It Begins with Starting – November 8
Take a long walk at White Rock Lake and you’ll see multiple “Start” signs chalked on the sidewalk. Each one represents the place where a group of people set out together on a competitive race or a charitable walk. We don’t know how many of those people got to the finish line or how long it took them. We just know they got started, and starting is everything.
In this first week of our Start to Finish emphasis, in which we’re highlighting our journey together as the people of Wilshire, we look at what it takes to make a good start in our giving. Which, as it turns out, is not unlike what it takes to get started saving.

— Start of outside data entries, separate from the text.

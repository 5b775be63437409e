//! YouTube transcript extraction.
//!
//! Caption tracks are discovered with yt-dlp and downloaded in YouTube's
//! `json3` timed-text format.

use super::{wrong_kind, Extractor, SourceDescriptor, SourceKind};
use crate::chunking::SourceText;
use crate::config::YoutubeSettings;
use crate::error::{DocqaError, Result};
use async_trait::async_trait;
use regex::Regex;
use serde::Deserialize;
use std::sync::OnceLock;
use tracing::{debug, info, instrument};

fn video_id_regex() -> &'static Regex {
    static RE: OnceLock<Regex> = OnceLock::new();
    RE.get_or_init(|| {
        Regex::new(concat!(
            r"^(?:https?://)?(?:www\.|m\.)?",
            r"(?:youtube\.com/(?:watch\?(?:.*&)?v=|embed/|v/|shorts/|live/)|youtu\.be/)",
            r"([a-zA-Z0-9_-]{11})(?:[?&#/].*)?$",
        ))
        .expect("video URL pattern is valid")
    })
}

/// Validate a YouTube video URL and return its 11-character video ID.
pub fn parse_video_url(input: &str) -> Result<String> {
    let trimmed = input.trim();
    let url = url::Url::parse(trimmed)
        .map_err(|e| DocqaError::InvalidSource(format!("malformed URL '{}': {}", trimmed, e)))?;

    if !matches!(url.scheme(), "http" | "https") {
        return Err(DocqaError::InvalidSource(format!(
            "unsupported URL scheme '{}': {}",
            url.scheme(),
            trimmed
        )));
    }

    video_id_regex()
        .captures(trimmed)
        .and_then(|caps| caps.get(1))
        .map(|m| m.as_str().to_string())
        .ok_or_else(|| {
            DocqaError::InvalidSource(format!("not a YouTube video URL: {}", trimmed))
        })
}

/// Pick a json3 caption URL from yt-dlp's metadata.
///
/// Languages are tried in order; within a language, uploaded subtitles win
/// over automatic captions. Regional variants ("en-US") match their base
/// language ("en").
pub fn select_caption_track(metadata: &serde_json::Value, languages: &[String]) -> Option<String> {
    for language in languages {
        for field in ["subtitles", "automatic_captions"] {
            let Some(tracks) = metadata[field].as_object() else {
                continue;
            };

            let mut candidates: Vec<(&String, &serde_json::Value)> = tracks
                .iter()
                .filter(|(code, _)| {
                    *code == language || code.starts_with(&format!("{}-", language))
                })
                .collect();
            // Exact language code before regional variants.
            candidates.sort_by_key(|(code, _)| (*code != language, code.as_str()));

            for (_, formats) in candidates {
                let url = formats.as_array().and_then(|formats| {
                    formats
                        .iter()
                        .find(|f| f["ext"].as_str() == Some("json3"))
                        .and_then(|f| f["url"].as_str())
                });
                if let Some(url) = url {
                    return Some(url.to_string());
                }
            }
        }
    }
    None
}

#[derive(Debug, Deserialize)]
struct Json3Transcript {
    #[serde(default)]
    events: Vec<Json3Event>,
}

#[derive(Debug, Deserialize)]
struct Json3Event {
    #[serde(default)]
    segs: Vec<Json3Segment>,
}

#[derive(Debug, Deserialize)]
struct Json3Segment {
    #[serde(default)]
    utf8: String,
}

/// Join the caption events of a json3 transcript into plain text.
pub fn parse_json3(body: &str) -> Result<String> {
    let transcript: Json3Transcript = serde_json::from_str(body)
        .map_err(|e| DocqaError::Extraction(format!("unreadable caption track: {}", e)))?;

    let lines: Vec<String> = transcript
        .events
        .iter()
        .map(|event| {
            event
                .segs
                .iter()
                .map(|seg| seg.utf8.as_str())
                .collect::<String>()
                .split_whitespace()
                .collect::<Vec<_>>()
                .join(" ")
        })
        .filter(|line| !line.is_empty())
        .collect();

    Ok(lines.join(" "))
}

/// Fetches video transcripts through yt-dlp caption metadata.
pub struct YoutubeTranscriptExtractor {
    ytdlp_path: String,
    languages: Vec<String>,
    http: reqwest::Client,
}

impl YoutubeTranscriptExtractor {
    pub fn new(ytdlp_path: impl Into<String>, languages: Vec<String>) -> Self {
        Self {
            ytdlp_path: ytdlp_path.into(),
            languages,
            http: reqwest::Client::new(),
        }
    }

    pub fn from_settings(settings: &YoutubeSettings) -> Self {
        Self::new(settings.ytdlp_path.clone(), settings.languages.clone())
    }

    /// Fetch video metadata (including caption tracks) using yt-dlp.
    async fn fetch_metadata(&self, url: &str) -> Result<serde_json::Value> {
        let output = tokio::process::Command::new(&self.ytdlp_path)
            .args(["--dump-json", "--skip-download", "--no-warnings", "--no-playlist", url])
            .output()
            .await
            .map_err(|e| {
                if e.kind() == std::io::ErrorKind::NotFound {
                    DocqaError::Extraction(format!(
                        "{} not found. Please install it and ensure it's in your PATH.",
                        self.ytdlp_path
                    ))
                } else {
                    DocqaError::Extraction(format!("Failed to run {}: {}", self.ytdlp_path, e))
                }
            })?;

        if !output.status.success() {
            let stderr = String::from_utf8_lossy(&output.stderr);
            return Err(DocqaError::Extraction(format!(
                "Video {} not found or unavailable: {}",
                url,
                stderr.trim()
            )));
        }

        let json_str = String::from_utf8_lossy(&output.stdout);
        serde_json::from_str(&json_str)
            .map_err(|e| DocqaError::Extraction(format!("Failed to parse yt-dlp output: {}", e)))
    }
}

#[async_trait]
impl Extractor for YoutubeTranscriptExtractor {
    #[instrument(skip(self, source), fields(source = %source.label()))]
    async fn extract(&self, source: &SourceDescriptor) -> Result<Vec<SourceText>> {
        let SourceDescriptor::Video { url } = source else {
            return Err(wrong_kind(SourceKind::Video, source));
        };

        let video_id = parse_video_url(url)?;
        info!("Fetching transcript for video {}", video_id);

        let metadata = self.fetch_metadata(url).await?;
        let track_url = select_caption_track(&metadata, &self.languages).ok_or_else(|| {
            DocqaError::TranscriptUnavailable(format!(
                "no captions in [{}] for {}",
                self.languages.join(", "),
                url
            ))
        })?;

        let body = self
            .http
            .get(&track_url)
            .send()
            .await?
            .error_for_status()?
            .text()
            .await?;

        let text = parse_json3(&body)?;
        if text.trim().is_empty() {
            return Err(DocqaError::TranscriptUnavailable(format!(
                "caption track for {} is empty",
                url
            )));
        }

        debug!("Transcript for {} has {} characters", video_id, text.len());
        Ok(vec![SourceText::new(text, Some(url.clone()))])
    }
}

Jon-Erik Schoellhorn, Wilshire member and financial advisor with Edward Jones, said many people have trouble getting started on a plan of giving for much the same reasons they have trouble getting started on saving.
“Starting really needs to be not so much focused on the money aspect first but on the why and the intent,” he said. “The critical step that’s skipped is planning — understanding what you’re trying to accomplish. Yet most of society is just doing things. They read a report, they see a TV show, and they start doing things without any real contemplation of ‘what’s the intent?’ I think a giving plan would be the same way, where you need to spend some time with that. What drives you to want to do that in your teachings from the Bible and in just your personal moral ethics?”
Schoellhorn said givers, like savers, can be intimidated by the “norms” that often are attached to those efforts, whether it’s a 10% tithe to the church or a 10% contribution to a retirement plan.
“People feel they can’t do that, and instead of saying they can commit to one or two percent now and increasing that over time, they make a binary decision of yes or no versus a progression,” he said.
Another hurdle is the prospect of failure, but you can’t base your decisions on past performance.
“That’s looking backward; that’s already happened,” said Schoellhorn. “But if you’re setting goals, that’s forward looking. And you can see, even if it’s in small increments, that you’re making progress and eventually you’ll get to that finish line.”